BEGIN Provided records

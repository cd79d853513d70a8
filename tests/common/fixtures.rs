//! A miniature content repository served from memory.

use folio_core::RepositoryPaths;
use folio_types::{BranchId, LanguageId};
use serde_json::{Value, json};

pub const BRANCH: &str = "1.20.1";

pub fn branch() -> BranchId {
    BranchId::new(BRANCH)
}

pub fn english() -> LanguageId {
    LanguageId::new("en_us")
}

pub fn german() -> LanguageId {
    LanguageId::new("de_de")
}

pub fn paths() -> RepositoryPaths {
    RepositoryPaths::default()
}

pub fn wirecutter_text() -> String {
    let sentence = "The wirecutter removes connections between relays and connectors. ";
    format!("Wirecutter\nCuts wires\n{}", sentence.repeat(20))
}

fn json_file(url: String, value: Value) -> (String, String) {
    (url, value.to_string())
}

/// Every file of the repository, keyed by URL.
pub fn repository_files() -> Vec<(String, String)> {
    let paths = paths();
    let b = branch();
    let en = english();
    let de = german();
    let recipes = paths.recipe_path(&b);
    let icons = paths.icon_path(&b);

    vec![
        json_file(
            paths.lang_file(&b, &en),
            json!({
                "manual.immersiveengineering.manual": "Engineer's Manual",
                "manual.immersiveengineering.general": "General",
                "manual.immersiveengineering.tools": "Tools",
                "manual.immersiveengineering.energy": "Energy",
                "item.immersiveengineering.hammer": "Engineer's Hammer"
            }),
        ),
        json_file(
            paths.lang_file(&b, &de),
            json!({ "manual.immersiveengineering.general": "Allgemein" }),
        ),
        json_file(
            paths.autoload(&b),
            json!({
                "general": {
                    "category_weight": 0,
                    "entry_list": ["introduction", "hammer"],
                    "tools": { "entry_list": ["wirecutter"] }
                },
                "energy": { "entry_list": ["wiring"] }
            }),
        ),
        (
            paths.entry_text(&b, &en, "introduction"),
            "Introduction\nWelcome\nThis manual explains the mod. See <link;hammer;the hammer> or <link;secret;a secret>."
                .to_string(),
        ),
        json_file(
            paths.entry_data(&b, "hammer"),
            json!({ "crafting": { "type": "crafting", "recipe": "crafting/hammer" } }),
        ),
        (
            paths.entry_text(&b, &en, "hammer"),
            "Engineer's Hammer\nA tool\nThe hammer is crafted like this:<&crafting>It forms multiblocks.<np>Second page."
                .to_string(),
        ),
        (paths.entry_text(&b, &en, "wirecutter"), wirecutter_text()),
        (
            paths.entry_text(&b, &en, "wiring"),
            "Wiring\nPower lines\nConnect things.".to_string(),
        ),
        (
            paths.entry_text(&b, &de, "wiring"),
            "Verkabelung\nStromleitungen\nVerbinde Dinge.".to_string(),
        ),
        (
            paths.entry_text(&b, &en, "secret"),
            "Secret\nHidden\nYou found it.".to_string(),
        ),
        json_file(
            format!("{}crafting/hammer.json", recipes),
            json!({
                "pattern": [" if", " si", "s  "],
                "key": {
                    "i": { "item": "minecraft:iron_ingot" },
                    "f": { "item": "minecraft:string" },
                    "s": { "item": "minecraft:stick" }
                },
                "result": { "item": "immersiveengineering:hammer" }
            }),
        ),
        (
            format!("{}immersiveengineering/hammer.png", icons),
            "png".to_string(),
        ),
    ]
}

END Provided records

* **Task objective**
Exactly one number is the expected answer: the count of lines in the entries where the word "item" is found.

* **Reply to the exercise**
5